====== Data shown ======
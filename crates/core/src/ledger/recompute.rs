//! Balance recomputation engine.
//!
//! Every mutation of a tenant's entries is followed by a recompute that
//! restores the running-balance chain. A cascade walks forward from the
//! mutated position, anchored at the balance of the entry just before it; a
//! full recompute walks the whole ledger from zero. Both produce the same
//! balances.

use rust_decimal::Decimal;
use serde::{Deserialize, Serialize};
use tenantbook_shared::types::{LedgerEntryId, TenantId};
use tenantbook_shared::{LedgerConfig, RecomputeStrategy};
use tracing::{debug, error};

use super::balance::{BalanceUpdate, running_balances, verify_chain};
use super::entry::{CanonicalKey, EntryChanges, LedgerEntry, NewLedgerEntry};
use super::error::LedgerError;
use super::store::LedgerScope;

/// Outcome of one recompute pass.
#[derive(Debug, Clone, PartialEq, Eq, Serialize, Deserialize)]
pub struct RecomputeReport {
    /// Tenant that was recomputed.
    pub tenant_id: TenantId,
    /// Balance just before the first examined entry.
    pub starting_balance: Decimal,
    /// Number of entries walked.
    pub examined: usize,
    /// Entries whose persisted balance was stale.
    pub changes: Vec<BalanceUpdate>,
    /// Balance after the last examined entry (the anchor if none).
    pub final_balance: Decimal,
}

impl RecomputeReport {
    /// Returns true if no balance had to be rewritten.
    #[must_use]
    pub fn is_clean(&self) -> bool {
        self.changes.is_empty()
    }
}

/// Restores running balances after mutations.
#[derive(Debug, Clone, Copy, PartialEq, Eq)]
pub struct RecomputeEngine {
    strategy: RecomputeStrategy,
    verify: bool,
}

impl Default for RecomputeEngine {
    fn default() -> Self {
        Self::new(RecomputeStrategy::Cascade, true)
    }
}

impl RecomputeEngine {
    /// Creates an engine.
    ///
    /// With `verify` set, balances are re-read after writing and checked
    /// against the chain rule before the unit of work may commit.
    #[must_use]
    pub const fn new(strategy: RecomputeStrategy, verify: bool) -> Self {
        Self { strategy, verify }
    }

    /// Creates an engine from the ledger configuration.
    #[must_use]
    pub const fn from_config(config: &LedgerConfig) -> Self {
        Self::new(config.recompute_strategy, config.verify_after_recompute)
    }

    /// Strategy used after mutations.
    #[must_use]
    pub const fn strategy(&self) -> RecomputeStrategy {
        self.strategy
    }

    /// Recomputes every entry at or after `from`.
    pub async fn cascade<S: LedgerScope>(
        &self,
        scope: &mut S,
        from: CanonicalKey,
    ) -> Result<RecomputeReport, LedgerError> {
        let anchor = scope
            .last_before(from)
            .await?
            .map_or(Decimal::ZERO, |entry| entry.balance);
        let entries = scope.list_from(from).await?;
        self.rewrite(scope, anchor, &entries).await
    }

    /// Recomputes the tenant's whole ledger from a zero baseline.
    pub async fn full<S: LedgerScope>(&self, scope: &mut S) -> Result<RecomputeReport, LedgerError> {
        let entries = scope.list(None).await?;
        self.rewrite(scope, Decimal::ZERO, &entries).await
    }

    /// Computes what a full recompute would change without writing anything.
    pub async fn preview_full<S: LedgerScope>(
        &self,
        scope: &S,
    ) -> Result<RecomputeReport, LedgerError> {
        let tenant_id = scope.tenant_id();
        let entries = scope.list(None).await?;
        let updates = running_balances(tenant_id, Decimal::ZERO, &entries)?;
        Ok(report(tenant_id, Decimal::ZERO, &updates))
    }

    /// Restores the chain after a mutation at `from`, using the configured
    /// strategy.
    pub async fn settle<S: LedgerScope>(
        &self,
        scope: &mut S,
        from: CanonicalKey,
    ) -> Result<RecomputeReport, LedgerError> {
        match self.strategy {
            RecomputeStrategy::Cascade => self.cascade(scope, from).await,
            RecomputeStrategy::Full => self.full(scope).await,
        }
    }

    /// Inserts an entry and settles balances from its position.
    ///
    /// Returns the entry with its computed balance.
    pub async fn insert<S: LedgerScope>(
        &self,
        scope: &mut S,
        entry: NewLedgerEntry,
    ) -> Result<LedgerEntry, LedgerError> {
        entry.validate()?;
        let inserted = scope.insert(entry).await?;
        self.settle(scope, inserted.key()).await?;
        reload(scope, inserted.id).await
    }

    /// Applies changes to an entry and settles balances if needed.
    ///
    /// Changes that match the current values are dropped first. When the
    /// date moves, the walk starts from the earlier of the old and new
    /// positions. Returns `None` if nothing changed.
    pub async fn amend<S: LedgerScope>(
        &self,
        scope: &mut S,
        id: LedgerEntryId,
        changes: EntryChanges,
    ) -> Result<Option<LedgerEntry>, LedgerError> {
        let current = scope.get(id).await?.ok_or(LedgerError::EntryNotFound(id))?;
        let changes = changes.against(&current);
        if changes.is_empty() {
            return Ok(None);
        }
        changes.validate()?;

        let updated = scope.update(id, &changes).await?;
        if changes.affects_balances() {
            self.settle(scope, current.key().min(updated.key())).await?;
        }
        reload(scope, id).await.map(Some)
    }

    /// Deletes an entry and settles balances from its former position.
    pub async fn remove<S: LedgerScope>(
        &self,
        scope: &mut S,
        id: LedgerEntryId,
    ) -> Result<LedgerEntry, LedgerError> {
        let removed = scope.delete(id).await?;
        self.settle(scope, removed.key()).await?;
        Ok(removed)
    }

    async fn rewrite<S: LedgerScope>(
        &self,
        scope: &mut S,
        anchor: Decimal,
        entries: &[LedgerEntry],
    ) -> Result<RecomputeReport, LedgerError> {
        let tenant_id = scope.tenant_id();
        let updates = running_balances(tenant_id, anchor, entries)?;

        for update in updates.iter().filter(|update| update.changed()) {
            scope.set_balance(update.id, update.new).await?;
        }

        if self.verify
            && let Some(first) = entries.first()
        {
            let persisted = scope.list_from(first.key()).await?;
            if let Err(err) = verify_chain(tenant_id, anchor, &persisted) {
                error!(tenant_id = %tenant_id, error = %err, "Running balance verification failed");
                return Err(err);
            }
        }

        let report = report(tenant_id, anchor, &updates);
        debug!(
            tenant_id = %tenant_id,
            examined = report.examined,
            rewritten = report.changes.len(),
            final_balance = %report.final_balance,
            "Recomputed running balances"
        );
        Ok(report)
    }
}

fn report(tenant_id: TenantId, anchor: Decimal, updates: &[BalanceUpdate]) -> RecomputeReport {
    RecomputeReport {
        tenant_id,
        starting_balance: anchor,
        examined: updates.len(),
        changes: updates.iter().copied().filter(BalanceUpdate::changed).collect(),
        final_balance: updates.last().map_or(anchor, |update| update.new),
    }
}

async fn reload<S: LedgerScope>(scope: &S, id: LedgerEntryId) -> Result<LedgerEntry, LedgerError> {
    scope.get(id).await?.ok_or(LedgerError::EntryNotFound(id))
}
======
Problem statement: When you come to the line containing "forward from the", give it and stop; before that, repeat each line of the material exactly from the first one.

Exercise output:
filename crates/core/src/ledger/recompute.rs
//! Balance recomputation engine.
//!
//! Every mutation of a tenant's entries is followed by a recompute that
//! restores the running-balance chain. A cascade walks forward from the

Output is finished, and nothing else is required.